_Directions:_ Where does the string "expand" appear? Copy every line of the entries below that holds it.

Dataset entries
··········
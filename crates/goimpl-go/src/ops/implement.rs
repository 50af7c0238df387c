//! Generating stubs for an interface on a concrete type.

use std::fs;
use std::io::Write;
use std::path::Path;

use tempfile::NamedTempFile;
use tracing::{debug, info};

use goimpl_core::output::Implementation;
use goimpl_core::patch::ContentHash;
use goimpl_core::types::TypeRef;

use super::{GenerateOptions, GenerateOutcome};
use crate::compare::find_missing;
use crate::emit::{emit, Stub};
use crate::error::{StubError, StubResult};
use crate::expand::{expand, Claimed};
use crate::method_set::method_set;
use crate::program::{DeclRef, Program};
use crate::rewrite::{ImportTable, Rewriter};
use crate::source::PackageSource;

fn lookup<'p>(program: &'p Program, r: &TypeRef) -> StubResult<DeclRef<'p>> {
    program
        .lookup(r)
        .ok_or_else(|| StubError::DeclarationNotFound {
            package: r.package.clone(),
            name: r.name.clone(),
        })
}

/// Compute the stubs `concrete` needs to implement `interface`.
///
/// Returns `Ok(None)` when nothing is missing. Nothing is written.
pub fn implement(
    program: &Program,
    interface: &TypeRef,
    concrete: &TypeRef,
) -> StubResult<Option<Implementation>> {
    let iface = lookup(program, interface)?;
    let dest = lookup(program, concrete)?;

    let (groups, claimed) = expand(program, iface, Claimed::new())?;
    debug!("{} flattens to {} methods", interface, claimed.len());
    let set = method_set(program, dest)?;
    let missing = find_missing(program, &groups, &set)?;
    if missing.is_empty() {
        info!("{} already implements {}", concrete, interface);
        return Ok(None);
    }

    let mut imports = ImportTable::from_file(&dest.file.ast);
    let mut rewriter = Rewriter::new(program, dest.scope(), &mut imports);
    let mut stubs = Vec::with_capacity(missing.len());
    for m in missing {
        let mut sig = m.method.sig;
        rewriter.rewrite_signature(m.scope, &mut sig)?;
        stubs.push(Stub {
            name: m.method.name,
            sig,
        });
    }

    let implementation = emit(dest.file, dest.spec, &interface.name, &stubs, &imports)?;
    info!(
        "{} stubs for {} in {} ({} new imports)",
        stubs.len(),
        concrete,
        implementation.file,
        implementation.added_imports.len()
    );
    Ok(Some(implementation))
}

/// Load both packages from `source`, run [`implement`], and write the result
/// back when asked.
pub fn generate_stubs(
    source: &dyn PackageSource,
    interface: &TypeRef,
    concrete: &TypeRef,
    options: &GenerateOptions,
) -> StubResult<GenerateOutcome> {
    let program = Program::load(source, &[interface.package.as_str(), concrete.package.as_str()])?;
    let Some(implementation) = implement(&program, interface, concrete)? else {
        return Ok(GenerateOutcome::default());
    };

    let mut written = false;
    if options.write_back {
        let dest = lookup(&program, concrete)?;
        write_back(&implementation, &dest.file.hash)?;
        written = true;
    }
    Ok(GenerateOutcome {
        implementation: Some(implementation),
        written,
    })
}

/// Replace the destination file with `implementation.file_content`.
///
/// The file must still hash to `loaded`. The new content goes to a temporary
/// file in the same directory that is then renamed over the original, so
/// readers never see a partial file.
pub fn write_back(implementation: &Implementation, loaded: &ContentHash) -> StubResult<()> {
    let file = implementation.file.as_str();
    let path = Path::new(file);
    let apply = |what: &str, e: &dyn std::fmt::Display| StubError::apply(format!("{}: {}", what, e), file);

    let current = fs::read(path).map_err(|e| apply("cannot read destination", &e))?;
    if ContentHash::compute(&current) != *loaded {
        return Err(StubError::apply("file changed since it was loaded", file));
    }

    let dir = path
        .parent()
        .filter(|p| !p.as_os_str().is_empty())
        .unwrap_or_else(|| Path::new("."));
    let mut tmp = NamedTempFile::new_in(dir).map_err(|e| apply("cannot create temporary file", &e))?;
    tmp.write_all(implementation.file_content.as_bytes())
        .map_err(|e| apply("cannot write temporary file", &e))?;
    let permissions = fs::metadata(path)
        .map_err(|e| apply("cannot stat destination", &e))?
        .permissions();
    tmp.as_file()
        .set_permissions(permissions)
        .map_err(|e| apply("cannot set permissions", &e))?;
    tmp.persist(path)
        .map_err(|e| apply("cannot replace destination", &e.error))?;

    info!("wrote {}", file);
    Ok(())
}

#[cfg(test)]
mod tests {
    use super::*;
    use crate::source::MemorySource;

    const IO: &str = "package io\n\ntype Writer interface {\n\tWrite(p []byte) (n int, err error)\n}\n\ntype Closer interface {\n\tClose() error\n}\n\ntype WriteCloser interface {\n\tWriter\n\tCloser\n}\n";

    fn source(goer: &str) -> MemorySource {
        MemorySource::new()
            .with_file("io", "io.go", IO)
            .with_file("example.com/goer", "goer.go", goer.to_string())
    }

    fn refs(iface: &str) -> (TypeRef, TypeRef) {
        (
            TypeRef::parse(iface).unwrap(),
            TypeRef::new("example.com/goer", "Goer"),
        )
    }

    mod engine {
        use super::*;

        #[test]
        fn writer_on_an_empty_type() {
            let source = source("package goer\n\ntype Goer struct{}\n");
            let (iface, concrete) = refs("io.Writer");
            let program = Program::load(&source, &["io", "example.com/goer"]).unwrap();
            let imp = implement(&program, &iface, &concrete).unwrap().unwrap();
            assert_eq!(
                imp.methods,
                "// Write implements Writer\nfunc (*Goer) Write(p []byte) (n int, err error) {\n\tpanic(\"unimplemented\")\n}\n"
            );
            assert!(imp.added_imports.is_empty());
            assert_eq!(imp.file, "example.com/goer/goer.go");
        }

        #[test]
        fn only_missing_methods_are_stubbed() {
            let source = source("package goer\n\ntype Goer struct{}\n\nfunc (g *Goer) Close() error { return nil }\n");
            let (iface, concrete) = refs("io.WriteCloser");
            let program = Program::load(&source, &["io", "example.com/goer"]).unwrap();
            let imp = implement(&program, &iface, &concrete).unwrap().unwrap();
            assert!(imp.methods.contains("func (*Goer) Write("));
            assert!(!imp.methods.contains("func (*Goer) Close("));
            assert!(!imp.methods.contains("// Close implements"));
            assert_eq!(imp.methods.matches("panic(\"unimplemented\")").count(), 1);
        }

        #[test]
        fn complete_types_need_nothing() {
            let source = source("package goer\n\ntype Goer struct{}\n\nfunc (Goer) Write(b []byte) (int, error) { return 0, nil }\n");
            let (iface, concrete) = refs("io.Writer");
            let program = Program::load(&source, &["io", "example.com/goer"]).unwrap();
            assert!(implement(&program, &iface, &concrete).unwrap().is_none());
        }

        #[test]
        fn unknown_names_are_not_found() {
            let source = source("package goer\n\ntype Goer struct{}\n");
            let program = Program::load(&source, &["io", "example.com/goer"]).unwrap();
            let (iface, _) = refs("io.Writer");
            match implement(&program, &iface, &TypeRef::new("example.com/goer", "Nope")) {
                Err(StubError::DeclarationNotFound { package, name }) => {
                    assert_eq!(package, "example.com/goer");
                    assert_eq!(name, "Nope");
                }
                other => panic!("unexpected: {:?}", other),
            }
        }
    }

    mod generate {
        use super::*;

        #[test]
        fn loads_what_it_needs() {
            let source = source("package goer\n\ntype Goer struct{}\n");
            let (iface, concrete) = refs("io.WriteCloser");
            let outcome = generate_stubs(&source, &iface, &concrete, &GenerateOptions::default()).unwrap();
            assert!(!outcome.written);
            let imp = outcome.implementation.unwrap();
            assert!(imp.methods.contains("// Close implements WriteCloser"));
        }

        #[test]
        fn missing_package_is_a_load_error() {
            let source = source("package goer\n\ntype Goer struct{}\n");
            let (iface, _) = refs("io.Writer");
            let concrete = TypeRef::new("example.com/absent", "Goer");
            assert!(matches!(
                generate_stubs(&source, &iface, &concrete, &GenerateOptions::default()),
                Err(StubError::Load(_))
            ));
        }
    }

    mod writing {
        use super::*;

        fn implementation(file: &Path, content: &str) -> Implementation {
            Implementation {
                file: file.to_string_lossy().into_owned(),
                file_content: content.to_string(),
                methods: String::new(),
                added_imports: Vec::new(),
                all_imports: Vec::new(),
            }
        }

        #[test]
        fn replaces_unchanged_files() {
            let dir = tempfile::tempdir().unwrap();
            let path = dir.path().join("goer.go");
            fs::write(&path, "package goer\n").unwrap();
            let loaded = ContentHash::compute(b"package goer\n");
            write_back(&implementation(&path, "package goer\n\n// new\n"), &loaded).unwrap();
            assert_eq!(fs::read_to_string(&path).unwrap(), "package goer\n\n// new\n");
        }

        #[test]
        fn refuses_files_changed_since_load() {
            let dir = tempfile::tempdir().unwrap();
            let path = dir.path().join("goer.go");
            fs::write(&path, "package goer\n\n// edited\n").unwrap();
            let loaded = ContentHash::compute(b"package goer\n");
            match write_back(&implementation(&path, "package goer\n"), &loaded) {
                Err(StubError::Apply { message, file }) => {
                    assert!(message.contains("changed"));
                    assert_eq!(file.as_deref(), Some(path.to_string_lossy().as_ref()));
                }
                other => panic!("unexpected: {:?}", other),
            }
            assert_eq!(
                fs::read_to_string(&path).unwrap(),
                "package goer\n\n// edited\n"
            );
        }

        #[test]
        fn missing_destination_is_an_apply_error() {
            let dir = tempfile::tempdir().unwrap();
            let path = dir.path().join("gone.go");
            let loaded = ContentHash::compute(b"");
            assert!(matches!(
                write_back(&implementation(&path, "package goer\n"), &loaded),
                Err(StubError::Apply { .. })
            ));
        }

        #[cfg(unix)]
        #[test]
        fn keeps_permissions() {
            use std::os::unix::fs::PermissionsExt;

            let dir = tempfile::tempdir().unwrap();
            let path = dir.path().join("goer.go");
            fs::write(&path, "package goer\n").unwrap();
            fs::set_permissions(&path, fs::Permissions::from_mode(0o640)).unwrap();
            let loaded = ContentHash::compute(b"package goer\n");
            write_back(&implementation(&path, "package goer\n\n"), &loaded).unwrap();
            let mode = fs::metadata(&path).unwrap().permissions().mode();
            assert_eq!(mode & 0o777, 0o640);
        }
    }
}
··········
_Solved problem:_
use crate::expand::{expand, Claimed};
    let (groups, claimed) = expand(program, iface, Claimed::new())?;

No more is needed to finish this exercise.